Panaqolus tankei

Scientific classification
- Kingdom: Animalia
- Phylum: Chordata
- Class: Actinopterygii
- Order: Siluriformes
- Family: Loricariidae
- Genus: Panaqolus
- Species: P. tankei
- Binomial name: Panaqolus tankei Cramer & L. M. de Sousa, 2016

= Panaqolus tankei =

- Authority: Cramer & L. M. de Sousa, 2016

Species of catfish

Panaqolus tankei is a species of freshwater ray-finned fish belonging to the family Loricariidae, the suckermouth armored catfishes, and the subfamily Hypostominae, the suckermouth catfishes. This catfish is found in the Xingu River in Brazil. This species reaches a standard length of 8.3 cm.
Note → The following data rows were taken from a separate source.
//! End-to-end detection scenarios

use std::sync::Arc;

use amlwatch_core::Transaction;
use amlwatch_history::{HistoryError, HistoryProvider, InMemoryHistory};
use amlwatch_patterns::{DetectionConfig, LayeringConfig, PatternAnalysisResult, PatternDetector, PatternError};
use async_trait::async_trait;
use chrono::{DateTime, Duration, TimeZone, Utc};
use rust_decimal::Decimal;
use rust_decimal_macros::dec;

fn monday(hour: u32) -> DateTime<Utc> {
    Utc.with_ymd_and_hms(2024, 3, 4, hour, 0, 0).unwrap()
}

fn tx(id: &str, from: &str, to: &str, amount: Decimal, at: DateTime<Utc>) -> Transaction {
    Transaction::new(from, to, amount, at).unwrap().with_id(id)
}

#[test]
fn test_structuring_between_two_accounts() {
    let batch: Vec<Transaction> = (0..5)
        .map(|i| tx(&format!("S{i}"), "ACC-1", "ACC-2", dec!(9500) + Decimal::from(i), monday(9) + Duration::hours(i)))
        .collect();

    let result = PatternDetector::default().detect_patterns_at(&batch, monday(18)).unwrap();

    assert_eq!(result.smurfing_patterns, 1);
    assert_eq!(result.smurfing_confidence, 70);
    assert_eq!(result.layering_chains, 0);
    assert_eq!(result.anomalous_transactions, 0);
    assert_eq!(result.analysis_timestamp, monday(18));
}

#[test]
fn test_layering_chain() {
    let batch = vec![
        tx("L1", "A", "B", dec!(50000), monday(10)),
        tx("L2", "B", "C", dec!(49000), monday(11)),
    ];

    // Plain hop: no account fans out
    let result = PatternDetector::default().detect_patterns_at(&batch, monday(12)).unwrap();
    assert_eq!(result.layering_chains, 0);

    let detector = PatternDetector::new(DetectionConfig {
        layering: LayeringConfig {
            min_fan_out: 1,
            ..LayeringConfig::default()
        },
        ..DetectionConfig::default()
    });
    let result = detector.detect_patterns_at(&batch, monday(12)).unwrap();
    assert_eq!(result.layering_chains, 1);
    assert!(result.layering_complexity > 0);

    // Same hop behind a fan-out under the default config
    let mut fanned = batch.clone();
    fanned.push(tx("L3", "A", "D", dec!(1000), monday(10)));
    let result = PatternDetector::default().detect_patterns_at(&fanned, monday(12)).unwrap();
    assert_eq!(result.layering_chains, 1);
    assert_eq!(result.layering_complexity, 20);
}

#[test]
fn test_single_outlier_amount() {
    let mut batch: Vec<Transaction> = (0..100)
        .map(|i| tx(&format!("N{i}"), &format!("P{i}"), "SHOP", dec!(1000), monday(9) + Duration::minutes(i)))
        .collect();
    batch.push(tx("OUT", "P0", "SHOP", dec!(50000), monday(14)));

    let result = PatternDetector::default().detect_patterns_at(&batch, monday(18)).unwrap();
    assert_eq!(result.anomalous_transactions, 1);
    assert_eq!(result.anomaly_score, 1);
}

#[test]
fn test_star_network_hub() {
    let batch: Vec<Transaction> = (0..10)
        .map(|i| tx(&format!("H{i}"), "HUB", &format!("LEAF-{i}"), dec!(700), monday(10)))
        .collect();

    let result = PatternDetector::default().detect_patterns_at(&batch, monday(12)).unwrap();
    assert_eq!(result.suspicious_nodes, 1);
    assert_eq!(result.network_hub_score, 9);
}

#[test]
fn test_empty_batch() {
    let result = PatternDetector::default().detect_patterns_at(&[], monday(12)).unwrap();
    assert_eq!(result, PatternAnalysisResult::empty(monday(12)));
    assert!(result.is_clean());
}

#[test]
fn test_invalid_batch() {
    let batch = vec![tx("", "A", "B", dec!(10), monday(12))];
    let err = PatternDetector::default().detect_patterns_at(&batch, monday(12)).unwrap_err();
    assert!(matches!(err, PatternError::InvalidInput(_)));
}

#[tokio::test]
async fn test_parallel_matches_sequential() {
    let mut batch: Vec<Transaction> = (0..10)
        .map(|i| tx(&format!("H{i}"), "HUB", &format!("LEAF-{i}"), dec!(700), monday(10)))
        .collect();
    batch.extend((0..4).map(|i| tx(&format!("S{i}"), "ACC-1", "ACC-2", dec!(9800), monday(1) + Duration::hours(i))));
    batch.push(tx("X1", "LEAF-1", "ACC-9", dec!(120000), monday(23)));

    let detector = PatternDetector::default();
    let sequential = detector.detect_patterns_at(&batch, monday(23)).unwrap();
    let parallel = detector
        .detect_patterns_parallel_at(Arc::from(batch), monday(23))
        .await
        .unwrap();

    assert_eq!(sequential, parallel);
    assert_eq!(sequential.smurfing_patterns, 1);
    assert!(sequential.anomalous_transactions >= 4);
}

struct OfflineHistory;

#[async_trait]
impl HistoryProvider for OfflineHistory {
    async fn recent_for_account(&self, _account_id: &str, _limit: usize) -> Result<Vec<Transaction>, HistoryError> {
        Err(HistoryError::Unavailable("ledger offline".to_string()))
    }

    async fn recent_in_window(&self, _window: Duration) -> Result<Vec<Transaction>, HistoryError> {
        Err(HistoryError::Unavailable("ledger offline".to_string()))
    }
}

#[tokio::test]
async fn test_window_analysis() {
    let now = monday(18);
    let mut history: Vec<Transaction> = (0..3)
        .map(|i| tx(&format!("S{i}"), "ACC-1", "ACC-2", dec!(4000), now - Duration::hours(3 - i)))
        .collect();
    // Outside the window
    history.push(tx("OLD", "ACC-7", "ACC-8", dec!(10), now - Duration::days(3)));
    let provider = InMemoryHistory::with_transactions(history).as_of(now);

    let result = PatternDetector::default()
        .analyze_window_at(&provider, Duration::hours(24), now)
        .await
        .unwrap();
    assert_eq!(result.smurfing_patterns, 1);
    assert_eq!(result.analysis_timestamp, now);
    assert_eq!(result.anomalous_transactions, 0);
}

#[tokio::test]
async fn test_window_analysis_with_offline_history() {
    let result = PatternDetector::default()
        .analyze_window_at(&OfflineHistory, Duration::hours(24), monday(18))
        .await
        .unwrap();
    assert!(result.is_clean());
    assert_eq!(result, PatternAnalysisResult::empty(monday(18)));
    assert_eq!(result.smurfing_confidence, 0);
}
P. tankei was described in 2016 by Christian A. Cramer and Leandro Melo de Sousa primarily based on differences between this species and other members of the genus Panaqolus in coloration and patterning. The specific name, tankei, honours the German aquarist Andreas Tanke, who worked on the catfishes in the genus Panaqolus and was likley the first to breed these fishes in captivity, as well as his work to improve relations between aquarists and scientists.

It appears in the aquarium trade, where it is one of several species referred to as a tiger pleco due to its striped appearance, although it may also be referred to specifically by its L-number, which is L-398.